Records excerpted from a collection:

************

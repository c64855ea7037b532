//! C3 and C4: sliding-week exclusivity constraints on a single team's fixtures.

use std::collections::HashMap;

use good_lp::Constraint;

use super::{sum_of, Variables};
use crate::model::League;

/// Every FCS touching `team`, paired with its week number and whether `team` is home in it.
fn team_fcs(league: &League, team: usize) -> Vec<(usize, i64, bool)> {
    let mut out = Vec::new();
    for &fixture_id in &league.teams[team].home_fixture_ids {
        for &fcs_id in &league.fixtures[fixture_id].fixture_court_slot_ids {
            let week = league.dates[league.court_slots[league.fixture_court_slots[fcs_id].court_slot].date].week_number;
            out.push((fcs_id, week, true));
        }
    }
    for &fixture_id in &league.teams[team].away_fixture_ids {
        for &fcs_id in &league.fixtures[fixture_id].fixture_court_slot_ids {
            let week = league.dates[league.court_slots[league.fixture_court_slots[fcs_id].court_slot].date].week_number;
            out.push((fcs_id, week, false));
        }
    }
    out
}

/// C3 — one fixture per rolling `weeks_separated`-week window per team.
///
/// Buckets each FCS into every window start it participates in (§4.2's "bucket over `w ∈
/// [W(fcs), W(fcs)+weeks_separated)`"), then caps each bucket's sum at 1.
pub fn one_fixture_per_rolling_window(
    league: &League,
    vars: &Variables,
    weeks_separated: i64,
) -> Vec<Constraint> {
    let mut buckets: HashMap<(usize, i64), Vec<usize>> = HashMap::new();
    for team in 0..league.teams.len() {
        for (fcs_id, week, _is_home) in team_fcs(league, team) {
            for delta in 0..weeks_separated {
                buckets.entry((team, week - delta)).or_default().push(fcs_id);
            }
        }
    }

    buckets
        .into_values()
        .map(|fcs_ids| sum_of(fcs_ids.into_iter().map(|id| vars.of(id))).leq(1))
        .collect()
}

/// C4 — at most `max_per_period` home (or away) fixtures per `weeks_separated`-week window per
/// team. Buckets are keyed by `(team, window start, is_home)`.
pub fn home_or_away_cap_per_window(
    league: &League,
    vars: &Variables,
    weeks_separated: i64,
    max_per_period: i32,
) -> Vec<Constraint> {
    let mut buckets: HashMap<(usize, i64, bool), Vec<usize>> = HashMap::new();
    for team in 0..league.teams.len() {
        for (fcs_id, week, is_home) in team_fcs(league, team) {
            for delta in 0..weeks_separated {
                buckets
                    .entry((team, week - delta, is_home))
                    .or_default()
                    .push(fcs_id);
            }
        }
    }

    buckets
        .into_values()
        .map(|fcs_ids| sum_of(fcs_ids.into_iter().map(|id| vars.of(id))).leq(max_per_period))
        .collect()
}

************

THE PROBLEM: When a line in the records above holds "delta", that line is to be reported.

THE ANSWER:
            for delta in 0..weeks_separated {
                buckets.entry((team, week - delta)).or_default().push(fcs_id);
            for delta in 0..weeks_separated {
                    .entry((team, week - delta, is_home))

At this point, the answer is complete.